Sterilization of Channel Catfish (Ictalurus punctatus) via Overexpression of bax Gene Regulated by a Tet-off System in the Primordial Germ Cells

Abstract

Transgenic technologies have been used for genetic improvement of catfish performance with notable success. However, these developments are useless from a commercialization standpoint without extremely efficient confinement. Transgenic sterilization has the potential to accomplish 100% reproductive confinement and avoid genetic exchange between transgenic or domestic genotypes and wild populations. The present study reports a novel sterilization method for channel catfish by overexpressing the pro-apoptosis gene bax, specifically in the primordial germ cells, to inhibit their proliferation.
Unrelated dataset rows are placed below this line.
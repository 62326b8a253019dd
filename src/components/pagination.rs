use yew::prelude::*;

use crate::state::dot_flags;

#[derive(Properties, PartialEq, Clone)]
pub struct PaginationProps {
    pub total: usize,
    pub current: usize,
    pub on_select: Callback<usize>,
    #[prop_or_default]
    pub class: Classes,
}

#[function_component(Pagination)]
pub fn pagination(props: &PaginationProps) -> Html {
    let dots = dot_flags(props.total, props.current)
        .into_iter()
        .enumerate()
        .map(|(index, active)| {
            let onclick = {
                let cb = props.on_select.clone();
                Callback::from(move |e: MouseEvent| {
                    e.stop_propagation();
                    cb.emit(index);
                })
            };
            html! { <button type="button" class={classes!("dot", active.then_some("active"))} aria-label={format!("Photo {}", index + 1)} aria-current={if active { "true" } else { "false" }} {onclick}></button> }
        });
    html! { <div class={classes!("story-pagination", props.class.clone())}>{ for dots }</div> }
}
Three transgenic constructs were electroporated into channel catfish one-cell embryos, including Nanos-nanos, Nanos-dnd, and Dazl-vasa. Transgene integration, gonad development, and sex ratio were evaluated in P₁ and F₁ generations. The transgene was successfully integrated into the channel catfish genome, with variable rates depending on each construct. Mosaicism of transgene integration was widely evident in the P₁ fish, as expected. All three constructs showed similar efficacy for sterilizing P₁ male channel catfish, with approximately half of all males showing little to no gonadal development, resulting in a significantly lower (p < 0.05) gonadosomatic index (GSI) when compared to the control at four years of age. The same trend occurred but with lower efficacy in P₁ females, with approximately one-third showing little gonadal development at four years of age. This technology is potentially useful for generating sterile male fish, where the overexpression of the bax gene can lead to reduced or no gonadal development, presumably due to the death of primordial germ cells.